Zhang, Hongbin

Hongbin Zhang -- Department of Biostatistics, College of Public Health

Research Overview

My methodological research in Statistical Computing has been on the handling of data complexities such as measurement errors, missing data, truncated data, and various forms of censored data in longitudinal and cohort studies. I explore methods that can simultaneously address multiple complexities, intending to balance accuracy and computational intensity through approaches such as maximum likelihood, approximated likelihood and other methods, including Bayesian. In what below, I list two ongoing projects.

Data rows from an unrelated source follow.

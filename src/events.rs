use bevy_ecs::prelude::*;
use glam::Vec2;

use crate::scene::Scene;

/// A discrete input produced by the host environment.
#[derive(Clone, Debug, PartialEq)]
pub enum HostCommand {
    /// Pointer moved to this position, in client (viewport pixel) coordinates.
    PointerMove(Vec2),
    /// The page scrolled to this absolute offset.
    Scroll(f32),
    /// The mascot's hit region was clicked.
    Click,
    /// Show a speech bubble with this text. An empty string clears the bubble.
    ShowMessage(String),
    /// The host page switched sections.
    SceneChange(Scene),
}

#[derive(Event, Clone, Debug, PartialEq)]
pub enum HostEvent {
    Command(HostCommand),
}

impl From<HostCommand> for HostEvent {
    fn from(command: HostCommand) -> Self {
        HostEvent::Command(command)
    }
}
use bevy_ecs::{
    event::EventReader,
    resource::Resource,
    system::{Res, ResMut},
};
use tracing::debug;

use crate::events::{HostCommand, HostEvent};
use crate::rig::RigConfig;
use crate::systems::{Activity, DeltaTime};

/// The transient speech bubble.
///
/// The display window keeps running regardless of mood; whether the bubble
/// is actually *drawn* is decided by the pose composer (sleeping and dizzy
/// hide it without touching the timer).
#[derive(Resource, Default, Debug, Clone)]
pub struct Bubble {
    slot: Option<ActiveBubble>,
}

#[derive(Debug, Clone)]
struct ActiveBubble {
    text: String,
    remaining: f32,
}

impl Bubble {
    /// The display window is running (a visible bubble suppresses sleep).
    pub fn active(&self) -> bool {
        self.slot.is_some()
    }

    pub fn text(&self) -> Option<&str> {
        self.slot.as_ref().map(|bubble| bubble.text.as_str())
    }

    /// Seconds left on the display window, if one is running.
    pub fn remaining(&self) -> Option<f32> {
        self.slot.as_ref().map(|bubble| bubble.remaining)
    }
}

/// Applies message commands and expires the display window.
///
/// No queueing: the latest `ShowMessage` always wins immediately and
/// restarts the full window. An empty message clears the bubble.
pub fn bubble_system(
    dt: Res<DeltaTime>,
    config: Res<RigConfig>,
    mut events: EventReader<HostEvent>,
    mut activity: ResMut<Activity>,
    mut bubble: ResMut<Bubble>,
) {
    let mut replaced = false;

    for event in events.read() {
        let HostEvent::Command(command) = event;
        if let HostCommand::ShowMessage(text) = command {
            activity.insert(Activity::MESSAGE);
            replaced = true;

            if text.is_empty() {
                bubble.slot = None;
                debug!("Bubble cleared");
            } else {
                debug!(text = text.as_str(), window = config.bubble_window, "Bubble shown");
                bubble.slot = Some(ActiveBubble {
                    text: text.clone(),
                    remaining: config.bubble_window,
                });
            }
        }
    }

    // The window only runs down on ticks that didn't restart it
    if replaced {
        return;
    }

    if let Some(active) = bubble.slot.as_mut() {
        active.remaining -= dt.seconds;
        if active.remaining <= 0.0 {
            debug!("Bubble expired");
            bubble.slot = None;
        }
    }
}
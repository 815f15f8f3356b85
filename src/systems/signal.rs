use bevy_ecs::{
    event::EventReader,
    resource::Resource,
    system::{Res, ResMut},
};
use glam::Vec2;
use tracing::trace;

use crate::constants::POINTER_CLAMP;
use crate::events::{HostCommand, HostEvent};
use crate::rig::RigConfig;
use crate::systems::{ActiveScene, Activity, DeltaTime};

/// The current normalized pointer position and its horizontal velocity.
///
/// Position axes are in [-0.5, 0.5] with (0, 0) at the viewport center;
/// velocity is in normalized units per second. Both are overwritten in
/// place every tick, never accumulated.
#[derive(Resource, Default, Debug, Clone, Copy)]
pub struct PointerSignal {
    pub position: Vec2,
    pub velocity_x: f32,
}

/// Scroll velocity tracking and the derived "scrolling fast" flag.
#[derive(Resource, Default, Debug, Clone, Copy)]
pub struct ScrollSignal {
    last_offset: Option<f32>,
    pub velocity: f32,
    /// Time left until the scared flag calms down after the last
    /// over-threshold sample.
    calm_remaining: f32,
    /// The host asserted the flag directly, bypassing velocity tracking.
    pub host_fast: bool,
}

impl ScrollSignal {
    pub fn is_fast(&self) -> bool {
        self.host_fast || self.calm_remaining > 0.0
    }
}

/// Converts client coordinates to viewport-centered normalized coordinates.
///
/// Clamped defensively; hosts occasionally report coordinates outside the
/// viewport and those must not produce runaway pose values.
fn normalize(client: Vec2, viewport: Vec2) -> Vec2 {
    ((client - viewport * 0.5) / viewport).clamp(Vec2::splat(-POINTER_CLAMP), Vec2::splat(POINTER_CLAMP))
}

/// Samples raw host input into [`PointerSignal`] and [`ScrollSignal`].
///
/// A tick without pointer movement is a zero-displacement sample, so the
/// velocity reads zero; a mood can never latch onto a stale spike.
pub fn signal_system(
    dt: Res<DeltaTime>,
    config: Res<RigConfig>,
    mut events: EventReader<HostEvent>,
    mut pointer: ResMut<PointerSignal>,
    mut scroll: ResMut<ScrollSignal>,
    mut scene: ResMut<ActiveScene>,
    mut activity: ResMut<Activity>,
) {
    let previous_x = pointer.position.x;
    let mut pointer_moved = false;
    let mut scrolled = false;
    let mut scroll_exceeded = false;

    for event in events.read() {
        let HostEvent::Command(command) = event;
        match command {
            HostCommand::PointerMove(client) => {
                pointer.position = normalize(*client, config.viewport);
                pointer_moved = true;
            }
            HostCommand::Scroll(offset) => {
                if let Some(last) = scroll.last_offset {
                    if dt.seconds > 0.0 {
                        scroll.velocity = (offset - last) / dt.seconds;
                        if scroll.velocity.abs() > config.scroll_fast_threshold {
                            scroll_exceeded = true;
                        }
                    }
                }
                scroll.last_offset = Some(*offset);
                scrolled = true;
            }
            HostCommand::SceneChange(tag) => {
                // Pure theme selection; deliberately not an activity
                trace!(scene = %tag, "Scene change");
                scene.0 = *tag;
            }
            _ => {}
        }
    }

    if pointer_moved {
        activity.insert(Activity::POINTER);
        pointer.velocity_x = if dt.seconds > 0.0 {
            (pointer.position.x - previous_x) / dt.seconds
        } else {
            0.0
        };
        trace!(
            x = pointer.position.x,
            y = pointer.position.y,
            velocity = pointer.velocity_x,
            "Pointer sample"
        );
    } else {
        pointer.velocity_x = 0.0;
    }

    if scrolled {
        activity.insert(Activity::SCROLL);
    } else {
        scroll.velocity = 0.0;
    }

    scroll.calm_remaining = (scroll.calm_remaining - dt.seconds).max(0.0);
    if scroll_exceeded {
        scroll.calm_remaining = config.scroll_calm_delay;
    }
}
//! The mascot's behavioral systems.
//!
//! Each concern is a system over shared resources; the rig chains them in a
//! fixed order so priority decisions are never made from stale state.

pub mod blink;
pub mod bubble;
pub mod components;
pub mod idle;
pub mod interaction;
pub mod mood;
pub mod pose;
pub mod profiling;
pub mod signal;

pub use blink::{blink_system, Blink};
pub use bubble::{bubble_system, Bubble};
pub use components::{
    ActiveScene, Activity, AnimationClock, DeltaTime, Entropy, EyeGeometry, EyeStyle, FrameSnapshot, Hover,
    MascotFrame, Pose, PoseSprings,
};
pub use idle::{idle_system, IdleTimer};
pub use interaction::{expire_actions_system, interaction_system, ClickAction, Keyframe, OneShot};
pub use mood::{mood_system, DizzyWindow, Mood};
pub use pose::pose_system;
pub use signal::{signal_system, PointerSignal, ScrollSignal};
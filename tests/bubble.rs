use aura::systems::Mood;
use pretty_assertions::assert_eq;

mod common;

use common::{rig, run_quiet, shake_pointer, STEP};

#[test]
fn test_show_makes_the_bubble_visible_immediately() {
    let mut rig = rig();
    rig.show_message("Hello");
    rig.tick(STEP);
    assert_eq!(rig.frame().bubble.as_deref(), Some("Hello"));
}

#[test]
fn test_bubble_expires_after_the_window() {
    let mut rig = rig();
    rig.show_message("Hello");
    run_quiet(&mut rig, 7.9);
    assert_eq!(rig.frame().bubble.as_deref(), Some("Hello"));

    run_quiet(&mut rig, 0.3);
    assert_eq!(rig.frame().bubble, None);
}

#[test]
fn test_superseding_message_restarts_the_full_window() {
    let mut rig = rig();
    rig.show_message("Hello");
    run_quiet(&mut rig, 1.0);

    rig.show_message("World");
    rig.tick(STEP);
    assert_eq!(rig.frame().bubble.as_deref(), Some("World"), "latest call wins immediately");

    // 7.5s after the second call the window is still open...
    run_quiet(&mut rig, 7.5);
    assert_eq!(rig.frame().bubble.as_deref(), Some("World"));

    // ...and closes on its own schedule, not the first call's
    run_quiet(&mut rig, 0.7);
    assert_eq!(rig.frame().bubble, None);
}

#[test]
fn test_empty_message_clears_the_bubble() {
    let mut rig = rig();
    rig.show_message("Hello");
    rig.tick(STEP);
    rig.show_message("");
    rig.tick(STEP);
    assert_eq!(rig.frame().bubble, None);
}

#[test]
fn test_bubble_hidden_while_dizzy_but_timer_keeps_running() {
    let mut rig = rig();
    rig.show_message("Hello");
    rig.tick(STEP);

    shake_pointer(&mut rig);
    assert!(matches!(rig.mood(), Mood::Dizzy { .. }));
    assert_eq!(rig.frame().bubble, None, "dizzy suppresses the visual only");

    // After the spell the bubble is still inside its window and reappears
    run_quiet(&mut rig, 2.1);
    assert_eq!(rig.mood(), Mood::Normal);
    assert_eq!(rig.frame().bubble.as_deref(), Some("Hello"));
}

#[test]
fn test_active_bubble_gates_sleep_until_cleared() {
    let mut config = common::test_config();
    config.bubble_window = 30.0;
    let mut rig = aura::rig::MascotRig::new(config).expect("valid config");

    rig.show_message("Hello");
    run_quiet(&mut rig, 12.0);
    assert_eq!(rig.mood(), Mood::Normal, "active bubble gates sleep");
    assert_eq!(rig.frame().bubble.as_deref(), Some("Hello"));

    rig.show_message("");
    run_quiet(&mut rig, 9.0);
    assert_eq!(rig.mood(), Mood::Sleeping);
    assert_eq!(rig.frame().bubble, None);
}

HIV Surveillance Funded by NIH R21 (R21AI147933) where I am the PI, I have been developing joint modeling methods to estimate antiretroviral therapy (ART) initiation time, leveraging the HIV Registry data of New York City (NYC). I use a random change-point model under a mixture model framework to address the issues such as left-truncation, missing data and population heterogeneity. The findings will be informative to the jurisdictions across the United States on setting or adjusting HIV care policies and HIV treatment. There are number of computational challenges for the sample size of 30,000 people living with HIV in NYC from 2006 to 2015. For example, besides the Monto Carlo Expectation and Maximization (MCEM) algorithm and the linearization approaches, we (joined by my postdoctoral fellow Dr. Binod Manandhar who recently secured a faculty position at Clark Atlanta University) are also exploring the other variant of EM algorithms, such Stochastic version of EM (StEM) and Stochastic Approximation of EM (SAEM).

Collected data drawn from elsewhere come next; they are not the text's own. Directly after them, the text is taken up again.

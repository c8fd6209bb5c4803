//! Puts extracted icons on a replacement icon background.
//!
//! The backdrop image is scaled to each output size and cut to the reference mask.
//! An icon with its background removed is then alpha-blended on top, so its artwork
//! ends up on the new backdrop with the same silhouette as before.

use image::imageops::{self, FilterType};
use image::{DynamicImage, Rgba, RgbaImage};

use crate::extract::Extractor;
use crate::geometry::SizeClass;
use crate::mask::{Mask, MaskSet};

/// Replacement background, prepared once per size class.
#[derive(Debug, Clone, PartialEq)]
pub struct Backdrop {
    small: RgbaImage,
    large: RgbaImage,
}

impl Backdrop {
    pub fn new(image: &DynamicImage, masks: &MaskSet, extractor: &Extractor) -> Self {
        let prepare = |class: SizeClass| {
            cut_to_mask(image, masks.for_class(class), extractor.output_side(class))
        };
        Self {
            small: prepare(SizeClass::Small),
            large: prepare(SizeClass::Large),
        }
    }

    pub fn for_class(&self, size_class: SizeClass) -> &RgbaImage {
        match size_class {
            SizeClass::Small => &self.small,
            SizeClass::Large => &self.large,
        }
    }

    /// The icon blended over the backdrop of its size class
    pub fn compose(&self, icon: &RgbaImage, size_class: SizeClass) -> RgbaImage {
        blend_over(self.for_class(size_class), icon)
    }
}

/// Scales `image` to `side` x `side` and makes everything outside the mask transparent
fn cut_to_mask(image: &DynamicImage, mask: &Mask, side: u32) -> RgbaImage {
    let mut scaled = imageops::resize(&image.to_rgba8(), side, side, FilterType::Triangle);
    let mask = mask.resized(side);
    for (x, y, pixel) in scaled.enumerate_pixels_mut() {
        if !mask.is_inside(x, y) {
            pixel[3] = 0;
        }
    }
    scaled
}

/// Color is mixed by the alpha of `top`; the result keeps the more opaque of the two alphas.
/// Pixels of `top` outside `bottom` are ignored.
pub fn blend_over(bottom: &RgbaImage, top: &RgbaImage) -> RgbaImage {
    let mut result = bottom.clone();
    for (x, y, pixel) in result.enumerate_pixels_mut() {
        let Some(&Rgba([r, g, b, a])) = top.get_pixel_checked(x, y) else {
            continue;
        };
        let weight = f32::from(a) / 255.0;
        for (channel, value) in pixel.0.iter_mut().zip([r, g, b]) {
            let mixed = weight * f32::from(value) + (1.0 - weight) * f32::from(*channel);
            *channel = mixed.round().clamp(0.0, 255.0) as u8;
        }
        pixel[3] = pixel[3].max(a);
    }
    result
}
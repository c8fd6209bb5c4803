//! Terminal logging with colored module prefixes.
//!
//! Everything goes to stderr so that stdout stays free for piping.
//!
//! ```ignore
//! log!("detect"; "found {} candidates", count);
//! debug!("remove"; "background estimate {:?}", color);
//! warn!("remove"; "icon {} has no usable border", index);
//! ```

use owo_colors::{OwoColorize, Stream};
use std::{
    io::{stderr, Write},
    sync::atomic::{AtomicBool, Ordering},
};

/// Global verbose flag (set by --verbose CLI argument)
static VERBOSE: AtomicBool = AtomicBool::new(false);

pub fn set_verbose(v: bool) {
    VERBOSE.store(v, Ordering::SeqCst);
}

pub fn is_verbose() -> bool {
    VERBOSE.load(Ordering::SeqCst)
}

/// Log a message with a colored module prefix
#[macro_export]
macro_rules! log {
    ($module:expr; $($arg:tt)*) => {{
        $crate::logger::log($module, &format!($($arg)*))
    }};
}

/// Log a message only when --verbose is enabled
#[macro_export]
macro_rules! debug {
    ($module:expr; $($arg:tt)*) => {{
        if $crate::logger::is_verbose() {
            $crate::logger::log($module, &format!($($arg)*))
        }
    }};
}

/// Log a non-fatal problem
#[macro_export]
macro_rules! warn {
    ($module:expr; $($arg:tt)*) => {{
        $crate::logger::warn($module, &format!($($arg)*))
    }};
}

pub fn log(module: &str, message: &str) {
    write_line(&colorize_prefix(module), message);
}

pub fn warn(module: &str, message: &str) {
    let prefix = format!("[{module}]");
    let prefix = prefix
        .if_supports_color(Stream::Stderr, |p| p.bright_red())
        .to_string();
    write_line(&prefix, message);
}

fn write_line(prefix: &str, message: &str) {
    let mut stderr = stderr().lock();
    // a closed stderr is not worth failing the run over
    writeln!(stderr, "{prefix} {message}").ok();
}

fn colorize_prefix(module: &str) -> String {
    let prefix = format!("[{module}]");
    match module.to_ascii_lowercase().as_str() {
        "detect" => prefix
            .if_supports_color(Stream::Stderr, |p| p.bright_blue())
            .to_string(),
        "error" => prefix
            .if_supports_color(Stream::Stderr, |p| p.bright_red())
            .to_string(),
        "done" => prefix
            .if_supports_color(Stream::Stderr, |p| p.bright_green())
            .to_string(),
        _ => prefix
            .if_supports_color(Stream::Stderr, |p| p.bright_yellow())
            .to_string(),
    }
}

Neurocysticercosis Funded by an NIH R03 (R03NS111189-01A1) where I am one of MPI, we have been working on the issues of clustering, interval-censoring, left-censoring and loss to follow-up using a data from a randomized clinical trial conducted in Ecuador for patients with neurocysticercosis. We have completed some work using multistate modelling, but few extensions are foreseeable, e.g., utilizing competing risk models for missing data as well as approaches that relax the Markov assumption.

Software:

R, SAS, Stata, Python and C language.

Computational Needs:

Multi-core computing environment which supports the submitting of multiple (100 or so) simulations (same code with different seed) at same time.